Connections Between Society and BNW (Brave New World)?

May 21, 2010

Well, today’s school day was a snow make up day; we missed two school days due to harsh snow days during the winter. However, I was lucky because I went on a trip to the Chinatown in Incheon, Korea. The rest of my friends, who are not going to the trip, which, in fact, was only one, stayed in school and followed regular school schedule. My friend told me that there was a film that he watched about the new book we are reading right now, Brave New World by Aldous Huxley. Apparently, we were supposed to write a blog post about connections between the film and the book, but since I missed the film due to the trip, I am going to write about connections between the society and the book.

When I first heard about the story of the book, I thought that it was a book written by an unusual author, because the content was extremely surprising. The book Brave New World shows a world where human beings are produced scientifically, in test tubes. When I actually read the first chapter of the book, I was disgusted by the ideas of the author, of creating a world where science dominates over morality. In the world of Brave New World, people forgot about the values of human life; they seem to work for the well being of the society, not for the well being of themselves. What is the point of life if you are going to spend your entire life working for something else’s benefit and not your your own good? Though, at the rate of scientific development in today’s world, Huxley’s ideas did not seem to be too surprising.

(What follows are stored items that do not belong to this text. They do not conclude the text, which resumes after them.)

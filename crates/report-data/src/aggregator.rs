//! Per-service occurrence counts.

use std::collections::BTreeMap;

use report_core::formatting::format_summary_line;
use report_core::models::Report;

// ── ServiceCounts ─────────────────────────────────────────────────────────────

/// Number of reports seen for each service GUID.
#[derive(Debug, Clone, Default, PartialEq, Eq)]
pub struct ServiceCounts {
    counts: BTreeMap<String, usize>,
}

impl ServiceCounts {
    /// Count the occurrences of every service GUID in `reports`.
    pub fn from_reports(reports: &[Report]) -> Self {
        let mut counts = Self::default();
        for report in reports {
            counts.add(report);
        }
        counts
    }

    /// Count one more report for its service.
    pub fn add(&mut self, report: &Report) {
        *self
            .counts
            .entry(report.service_guid().to_string())
            .or_insert(0) += 1;
    }

    /// Count for `service_guid`, zero when it never occurred.
    pub fn get(&self, service_guid: &str) -> usize {
        self.counts.get(service_guid).copied().unwrap_or(0)
    }

    /// Number of distinct services.
    pub fn len(&self) -> usize {
        self.counts.len()
    }

    pub fn is_empty(&self) -> bool {
        self.counts.is_empty()
    }

    /// Sum of all counts.
    pub fn total(&self) -> usize {
        self.counts.values().sum()
    }

    /// `(service, count)` pairs ordered by service GUID.
    pub fn iter(&self) -> impl Iterator<Item = (&str, usize)> {
        self.counts.iter().map(|(k, v)| (k.as_str(), *v))
    }

    /// One `<service>: NN records` line per service.
    pub fn summary_lines(&self) -> Vec<String> {
        self.iter()
            .map(|(service, count)| format_summary_line(service, count))
            .collect()
    }
}

// ── Tests ─────────────────────────────────────────────────────────────────────

#[cfg(test)]
mod tests {
    use super::*;
    use report_core::models::{ReportBuilder, ReportField};
    use report_core::time_utils::TimeCodec;

    fn make_report(service: &str, time: i64) -> Report {
        let codec = TimeCodec::new();
        let mut b = ReportBuilder::new();
        b.set_text(ReportField::ClientAddress, "10.1.1.1", &codec).unwrap();
        b.set_text(ReportField::ClientGuid, "C", &codec).unwrap();
        b.set_request_time(time).unwrap();
        b.set_text(ReportField::ServiceGuid, service, &codec).unwrap();
        for field in [
            ReportField::RetriesRequest,
            ReportField::PacketsRequested,
            ReportField::PacketsServiced,
            ReportField::MaxHoleSize,
        ] {
            b.set_count(field, 1).unwrap();
        }
        b.build().unwrap()
    }

    #[test]
    fn test_counts_per_service() {
        let reports = vec![
            make_report("S1", 1),
            make_report("S2", 2),
            make_report("S1", 3),
        ];
        let counts = ServiceCounts::from_reports(&reports);

        assert_eq!(counts.len(), 2);
        assert_eq!(counts.get("S1"), 2);
        assert_eq!(counts.get("S2"), 1);
        assert_eq!(counts.get("S3"), 0);
        assert_eq!(counts.total(), reports.len());
    }

    #[test]
    fn test_counting_is_order_independent() {
        let mut reports = vec![
            make_report("A", 1),
            make_report("B", 2),
            make_report("A", 3),
            make_report("C", 4),
        ];
        let forward = ServiceCounts::from_reports(&reports);
        reports.reverse();
        assert_eq!(ServiceCounts::from_reports(&reports), forward);
    }

    #[test]
    fn test_empty() {
        let counts = ServiceCounts::from_reports(&[]);
        assert!(counts.is_empty());
        assert_eq!(counts.total(), 0);
        assert!(counts.summary_lines().is_empty());
    }

    #[test]
    fn test_summary_lines() {
        let reports: Vec<Report> = (0..12)
            .map(|i| make_report("S2", i))
            .chain(std::iter::once(make_report("S1", 99)))
            .collect();
        let counts = ServiceCounts::from_reports(&reports);
        assert_eq!(
            counts.summary_lines(),
            vec!["S1: 01 records".to_string(), "S2: 12 records".to_string()]
        );
    }
}
//! Input acquisition shared by the three format parsers.
//!
//! Each parser reads from any [`BufRead`]; [`load_reports`] opens the file,
//! hands it to the parser and closes it again before returning, on success
//! and on failure alike.

use std::fs::File;
use std::io::{BufRead, BufReader, ErrorKind};
use std::path::Path;

use report_core::error::{ReportError, Result};
use report_core::models::{Report, SourceFormat};
use tracing::debug;

/// Number of fields in every report entry, whatever the format.
pub const FIELD_COUNT: usize = 8;

/// A parser that turns one external format into canonical reports.
pub trait ReportParser {
    /// Format this parser understands.
    const FORMAT: SourceFormat;

    /// Parse every entry in `reader`, in document order.
    fn parse<R: BufRead>(&self, reader: R) -> Result<Vec<Report>>;
}

/// Open `path` for buffered reading.
///
/// A missing file is reported as [`ReportError::NotFound`]; any other
/// failure as [`ReportError::FileRead`].
pub fn open_input(path: &Path) -> Result<BufReader<File>> {
    match File::open(path) {
        Ok(file) => Ok(BufReader::new(file)),
        Err(e) if e.kind() == ErrorKind::NotFound => Err(ReportError::NotFound {
            path: path.to_path_buf(),
        }),
        Err(source) => Err(ReportError::FileRead {
            path: path.to_path_buf(),
            source,
        }),
    }
}

/// Parse the file at `path` with `parser`.
pub fn load_reports<P: ReportParser>(parser: &P, path: &Path) -> Result<Vec<Report>> {
    let reader = open_input(path)?;
    let reports = parser.parse(reader).map_err(|e| match e {
        ReportError::Io(source) => ReportError::FileRead {
            path: path.to_path_buf(),
            source,
        },
        other => other,
    })?;

    debug!(
        "File {}: {} {} reports parsed",
        path.display(),
        reports.len(),
        P::FORMAT
    );

    Ok(reports)
}

// ── Tests ─────────────────────────────────────────────────────────────────────
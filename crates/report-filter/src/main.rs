mod bootstrap;

use anyhow::{Context, Result};
use report_core::settings::Settings;
use report_runtime::orchestrator::{PipelineConfig, ReportPipeline};

fn main() -> Result<()> {
    let settings = Settings::load();

    bootstrap::setup_logging(&settings.log_level)?;
    settings.validate()?;

    tracing::info!("Report filter v{} starting", env!("CARGO_PKG_VERSION"));
    tracing::info!(
        "Inputs: {}, output: {}",
        settings.data_dir.display(),
        settings.output.display()
    );

    let pipeline = ReportPipeline::new(PipelineConfig::from(&settings));

    let stdout = std::io::stdout();
    let mut out = stdout.lock();
    let outcome = pipeline
        .run(&mut out)
        .context("report consolidation failed")?;

    tracing::info!(
        "Done: {} parsed, {} dropped, {} exported across {} services",
        outcome.total_parsed(),
        outcome.dropped,
        outcome.exported,
        outcome.counts.len()
    );

    Ok(())
}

With the rapid developments and discoveries in science, as far as what I believe, people are starting to cross the line that violates the moral values we have in today’s world. For example, the debate over the development of cloning technology, is an issue in today’s world. Cloning technology involves giving birth to babies artificially, through scientific technology. This violates the religious and moral beliefs that people in today’s world firmly believe in. Although it may be a momentous development in the area of science and that it may be extraordinarily useful in curing illness of millions of people over the world, what is right and what is wrong must clearly be distinguished. In this essence, I believe Huxley is not really off track, but the creation of such society, to me, seems to be a complete nonsense.